> _Information given_
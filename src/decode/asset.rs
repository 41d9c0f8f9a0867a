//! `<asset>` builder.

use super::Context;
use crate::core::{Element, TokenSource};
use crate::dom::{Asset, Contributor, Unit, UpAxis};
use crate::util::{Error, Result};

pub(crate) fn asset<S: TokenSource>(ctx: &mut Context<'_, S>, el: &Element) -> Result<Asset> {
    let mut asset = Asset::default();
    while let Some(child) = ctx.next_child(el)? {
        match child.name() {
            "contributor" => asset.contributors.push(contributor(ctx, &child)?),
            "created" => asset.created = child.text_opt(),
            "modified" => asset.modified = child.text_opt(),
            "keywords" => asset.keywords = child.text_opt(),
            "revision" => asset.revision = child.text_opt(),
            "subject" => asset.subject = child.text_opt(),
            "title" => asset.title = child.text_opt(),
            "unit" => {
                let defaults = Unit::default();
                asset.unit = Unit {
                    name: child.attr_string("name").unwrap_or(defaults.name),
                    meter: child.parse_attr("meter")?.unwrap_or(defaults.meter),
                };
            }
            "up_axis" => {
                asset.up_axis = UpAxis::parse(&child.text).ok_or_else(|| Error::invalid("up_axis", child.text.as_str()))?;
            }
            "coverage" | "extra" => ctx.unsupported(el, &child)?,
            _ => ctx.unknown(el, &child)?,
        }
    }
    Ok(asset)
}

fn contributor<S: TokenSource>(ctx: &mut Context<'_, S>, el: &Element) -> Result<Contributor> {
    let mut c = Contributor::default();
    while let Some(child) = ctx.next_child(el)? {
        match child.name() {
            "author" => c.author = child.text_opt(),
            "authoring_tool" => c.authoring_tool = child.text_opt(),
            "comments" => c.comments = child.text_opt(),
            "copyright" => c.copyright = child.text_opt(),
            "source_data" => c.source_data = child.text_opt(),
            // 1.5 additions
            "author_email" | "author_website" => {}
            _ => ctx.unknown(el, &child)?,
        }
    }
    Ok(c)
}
---
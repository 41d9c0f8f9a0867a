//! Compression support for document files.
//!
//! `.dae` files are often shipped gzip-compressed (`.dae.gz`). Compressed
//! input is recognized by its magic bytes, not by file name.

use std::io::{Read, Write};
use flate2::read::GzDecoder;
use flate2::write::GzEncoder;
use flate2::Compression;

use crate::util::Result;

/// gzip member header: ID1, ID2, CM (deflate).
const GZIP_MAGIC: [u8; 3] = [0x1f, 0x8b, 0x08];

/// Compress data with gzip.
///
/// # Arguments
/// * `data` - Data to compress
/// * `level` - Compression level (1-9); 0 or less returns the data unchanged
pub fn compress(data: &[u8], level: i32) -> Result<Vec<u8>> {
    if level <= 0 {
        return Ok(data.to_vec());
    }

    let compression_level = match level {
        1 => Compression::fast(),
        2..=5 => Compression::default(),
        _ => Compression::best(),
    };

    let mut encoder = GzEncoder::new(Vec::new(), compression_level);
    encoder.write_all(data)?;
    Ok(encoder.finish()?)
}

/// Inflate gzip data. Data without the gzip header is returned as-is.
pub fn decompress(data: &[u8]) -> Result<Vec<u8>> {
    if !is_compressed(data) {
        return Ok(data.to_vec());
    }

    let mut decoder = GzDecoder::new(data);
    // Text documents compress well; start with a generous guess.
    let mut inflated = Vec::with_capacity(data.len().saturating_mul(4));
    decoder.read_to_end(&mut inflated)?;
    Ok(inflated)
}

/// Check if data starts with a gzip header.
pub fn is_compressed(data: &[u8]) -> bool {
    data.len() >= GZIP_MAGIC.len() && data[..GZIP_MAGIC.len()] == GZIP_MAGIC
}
---
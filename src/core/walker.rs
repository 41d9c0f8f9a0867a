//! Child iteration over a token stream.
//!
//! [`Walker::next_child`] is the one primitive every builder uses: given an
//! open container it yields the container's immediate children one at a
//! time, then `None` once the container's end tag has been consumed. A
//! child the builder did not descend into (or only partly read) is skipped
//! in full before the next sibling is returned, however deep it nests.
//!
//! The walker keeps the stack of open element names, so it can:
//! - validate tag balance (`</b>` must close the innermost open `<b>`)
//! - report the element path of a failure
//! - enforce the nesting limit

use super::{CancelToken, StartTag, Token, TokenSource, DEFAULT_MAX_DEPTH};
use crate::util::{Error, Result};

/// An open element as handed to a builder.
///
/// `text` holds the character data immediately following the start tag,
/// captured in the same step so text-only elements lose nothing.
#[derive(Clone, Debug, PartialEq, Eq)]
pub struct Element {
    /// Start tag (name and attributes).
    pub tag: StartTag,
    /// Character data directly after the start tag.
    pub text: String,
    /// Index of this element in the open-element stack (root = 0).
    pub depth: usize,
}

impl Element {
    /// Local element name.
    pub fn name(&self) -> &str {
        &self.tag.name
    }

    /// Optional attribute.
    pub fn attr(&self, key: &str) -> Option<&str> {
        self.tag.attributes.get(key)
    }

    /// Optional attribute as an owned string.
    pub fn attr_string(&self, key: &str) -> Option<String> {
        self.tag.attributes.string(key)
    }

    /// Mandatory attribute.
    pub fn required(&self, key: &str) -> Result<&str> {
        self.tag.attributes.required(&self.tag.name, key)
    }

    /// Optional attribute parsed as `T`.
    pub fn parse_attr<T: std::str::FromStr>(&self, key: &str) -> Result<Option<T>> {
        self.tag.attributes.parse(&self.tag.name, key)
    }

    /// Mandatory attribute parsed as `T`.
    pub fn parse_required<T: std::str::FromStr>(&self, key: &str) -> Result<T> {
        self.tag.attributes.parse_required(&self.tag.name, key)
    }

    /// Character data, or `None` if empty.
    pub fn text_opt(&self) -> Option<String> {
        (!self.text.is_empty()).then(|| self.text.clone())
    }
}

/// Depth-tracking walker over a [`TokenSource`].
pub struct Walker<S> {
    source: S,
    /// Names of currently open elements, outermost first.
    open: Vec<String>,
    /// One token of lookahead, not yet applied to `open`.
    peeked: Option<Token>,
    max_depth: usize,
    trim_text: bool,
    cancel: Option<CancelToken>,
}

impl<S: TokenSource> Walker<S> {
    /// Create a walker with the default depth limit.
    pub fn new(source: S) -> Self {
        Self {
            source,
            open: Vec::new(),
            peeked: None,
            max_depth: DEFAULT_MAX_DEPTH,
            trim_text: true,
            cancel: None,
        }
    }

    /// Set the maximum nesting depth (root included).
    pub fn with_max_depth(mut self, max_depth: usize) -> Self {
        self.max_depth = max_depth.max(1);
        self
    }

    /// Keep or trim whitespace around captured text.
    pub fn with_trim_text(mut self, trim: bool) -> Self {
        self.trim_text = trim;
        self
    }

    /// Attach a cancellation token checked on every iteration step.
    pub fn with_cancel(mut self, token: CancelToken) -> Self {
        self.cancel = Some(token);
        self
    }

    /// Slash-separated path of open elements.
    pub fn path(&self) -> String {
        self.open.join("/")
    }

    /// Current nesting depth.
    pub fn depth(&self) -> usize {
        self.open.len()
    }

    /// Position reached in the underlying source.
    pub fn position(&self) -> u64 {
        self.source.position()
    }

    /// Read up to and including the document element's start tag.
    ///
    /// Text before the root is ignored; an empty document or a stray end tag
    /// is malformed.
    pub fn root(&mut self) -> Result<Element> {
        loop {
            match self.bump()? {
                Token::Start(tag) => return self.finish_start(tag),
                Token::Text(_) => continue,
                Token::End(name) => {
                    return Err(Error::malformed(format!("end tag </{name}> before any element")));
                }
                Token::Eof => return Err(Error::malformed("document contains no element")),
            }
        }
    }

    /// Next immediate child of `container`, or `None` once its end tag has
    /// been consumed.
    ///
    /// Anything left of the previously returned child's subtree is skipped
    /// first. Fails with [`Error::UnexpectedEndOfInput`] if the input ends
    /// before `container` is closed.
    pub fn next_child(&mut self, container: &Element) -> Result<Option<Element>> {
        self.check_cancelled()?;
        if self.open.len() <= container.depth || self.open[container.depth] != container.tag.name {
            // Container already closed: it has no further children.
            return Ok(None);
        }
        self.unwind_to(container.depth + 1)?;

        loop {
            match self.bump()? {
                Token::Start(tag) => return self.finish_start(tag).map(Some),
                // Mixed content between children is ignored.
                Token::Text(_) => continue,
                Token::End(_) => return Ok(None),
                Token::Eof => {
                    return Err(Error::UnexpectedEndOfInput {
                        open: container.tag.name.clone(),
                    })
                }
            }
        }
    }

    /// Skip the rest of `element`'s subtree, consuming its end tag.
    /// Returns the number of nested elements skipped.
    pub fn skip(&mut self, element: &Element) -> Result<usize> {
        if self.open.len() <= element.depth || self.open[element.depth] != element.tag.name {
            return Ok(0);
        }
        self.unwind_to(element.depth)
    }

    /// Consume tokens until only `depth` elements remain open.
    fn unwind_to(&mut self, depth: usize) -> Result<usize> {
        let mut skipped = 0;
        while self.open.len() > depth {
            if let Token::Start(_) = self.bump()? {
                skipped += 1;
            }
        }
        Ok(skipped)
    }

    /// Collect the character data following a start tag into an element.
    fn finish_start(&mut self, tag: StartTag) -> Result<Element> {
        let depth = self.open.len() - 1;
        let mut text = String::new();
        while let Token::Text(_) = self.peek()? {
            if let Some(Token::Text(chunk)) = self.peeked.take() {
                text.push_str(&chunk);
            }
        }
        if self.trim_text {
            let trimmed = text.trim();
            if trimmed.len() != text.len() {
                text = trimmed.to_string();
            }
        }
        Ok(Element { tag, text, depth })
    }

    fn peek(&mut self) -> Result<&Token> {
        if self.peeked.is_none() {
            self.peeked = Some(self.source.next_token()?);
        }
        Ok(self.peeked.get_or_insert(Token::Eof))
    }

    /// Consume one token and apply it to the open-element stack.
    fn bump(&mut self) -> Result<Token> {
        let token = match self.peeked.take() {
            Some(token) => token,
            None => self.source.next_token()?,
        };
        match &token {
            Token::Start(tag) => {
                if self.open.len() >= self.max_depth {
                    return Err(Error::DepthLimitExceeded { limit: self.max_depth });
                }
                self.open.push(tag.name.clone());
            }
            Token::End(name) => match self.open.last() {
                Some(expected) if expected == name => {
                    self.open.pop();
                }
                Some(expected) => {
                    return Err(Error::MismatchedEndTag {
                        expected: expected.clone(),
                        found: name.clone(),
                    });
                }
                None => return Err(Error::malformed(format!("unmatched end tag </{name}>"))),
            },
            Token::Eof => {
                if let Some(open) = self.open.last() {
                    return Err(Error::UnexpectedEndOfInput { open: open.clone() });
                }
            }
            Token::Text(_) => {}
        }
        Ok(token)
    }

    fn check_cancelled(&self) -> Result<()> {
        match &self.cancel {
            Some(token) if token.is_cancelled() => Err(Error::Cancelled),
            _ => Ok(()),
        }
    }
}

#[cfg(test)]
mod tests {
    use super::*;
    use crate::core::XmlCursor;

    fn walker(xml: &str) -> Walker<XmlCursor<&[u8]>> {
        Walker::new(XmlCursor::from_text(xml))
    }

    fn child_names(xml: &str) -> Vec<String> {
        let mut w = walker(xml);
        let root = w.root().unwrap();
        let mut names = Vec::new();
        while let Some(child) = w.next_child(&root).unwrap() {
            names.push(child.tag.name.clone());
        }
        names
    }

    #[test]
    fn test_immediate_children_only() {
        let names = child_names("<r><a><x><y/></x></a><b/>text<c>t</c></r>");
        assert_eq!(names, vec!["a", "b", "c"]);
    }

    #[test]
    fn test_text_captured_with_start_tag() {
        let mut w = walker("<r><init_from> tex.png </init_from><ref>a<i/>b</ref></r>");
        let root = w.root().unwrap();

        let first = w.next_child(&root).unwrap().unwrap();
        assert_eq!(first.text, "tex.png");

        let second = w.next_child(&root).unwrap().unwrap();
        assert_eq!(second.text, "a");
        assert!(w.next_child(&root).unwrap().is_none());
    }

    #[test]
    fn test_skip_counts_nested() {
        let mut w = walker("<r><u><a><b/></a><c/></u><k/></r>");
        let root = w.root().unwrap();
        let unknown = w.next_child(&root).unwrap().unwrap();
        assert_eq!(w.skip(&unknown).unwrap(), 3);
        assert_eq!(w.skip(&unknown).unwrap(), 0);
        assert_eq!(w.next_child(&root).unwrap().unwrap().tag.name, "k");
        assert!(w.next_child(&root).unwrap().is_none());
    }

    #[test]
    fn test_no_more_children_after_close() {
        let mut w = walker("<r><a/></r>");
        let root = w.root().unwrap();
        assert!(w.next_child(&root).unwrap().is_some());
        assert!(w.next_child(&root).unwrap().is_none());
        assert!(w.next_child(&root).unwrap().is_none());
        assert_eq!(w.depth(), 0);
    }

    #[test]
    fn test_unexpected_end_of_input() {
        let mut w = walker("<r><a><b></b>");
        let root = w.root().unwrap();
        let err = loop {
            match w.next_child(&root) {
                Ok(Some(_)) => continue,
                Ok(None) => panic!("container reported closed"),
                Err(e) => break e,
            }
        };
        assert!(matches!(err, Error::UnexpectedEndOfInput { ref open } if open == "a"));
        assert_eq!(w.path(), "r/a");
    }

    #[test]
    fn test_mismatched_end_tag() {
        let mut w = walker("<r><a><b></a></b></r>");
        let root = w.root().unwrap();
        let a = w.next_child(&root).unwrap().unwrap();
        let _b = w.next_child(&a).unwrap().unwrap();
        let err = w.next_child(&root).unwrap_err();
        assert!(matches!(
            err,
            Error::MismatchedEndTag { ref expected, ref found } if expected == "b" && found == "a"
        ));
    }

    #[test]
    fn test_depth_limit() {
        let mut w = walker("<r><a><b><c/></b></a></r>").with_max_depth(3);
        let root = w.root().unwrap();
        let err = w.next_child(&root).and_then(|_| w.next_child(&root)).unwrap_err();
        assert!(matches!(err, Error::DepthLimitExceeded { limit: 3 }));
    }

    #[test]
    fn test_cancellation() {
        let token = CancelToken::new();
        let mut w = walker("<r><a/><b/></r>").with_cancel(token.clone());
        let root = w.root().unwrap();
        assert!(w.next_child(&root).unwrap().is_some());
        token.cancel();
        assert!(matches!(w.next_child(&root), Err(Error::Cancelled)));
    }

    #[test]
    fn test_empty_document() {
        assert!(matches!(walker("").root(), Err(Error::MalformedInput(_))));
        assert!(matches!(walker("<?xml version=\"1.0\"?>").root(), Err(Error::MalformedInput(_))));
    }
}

> _Exercise description_
Output exactly the lines of the material above from the one containing "let compression_level = match" up to and including the one containing "let mut inflated".

> _Response to this exercise_
    let compression_level = match level {
        1 => Compression::fast(),
        2..=5 => Compression::default(),
        _ => Compression::best(),
    };

    let mut encoder = GzEncoder::new(Vec::new(), compression_level);
    encoder.write_all(data)?;
    Ok(encoder.finish()?)
}

/// Inflate gzip data. Data without the gzip header is returned as-is.
pub fn decompress(data: &[u8]) -> Result<Vec<u8>> {
    if !is_compressed(data) {
        return Ok(data.to_vec());
    }

    let mut decoder = GzDecoder::new(data);
    // Text documents compress well; start with a generous guess.
    let mut inflated = Vec::with_capacity(data.len().saturating_mul(4));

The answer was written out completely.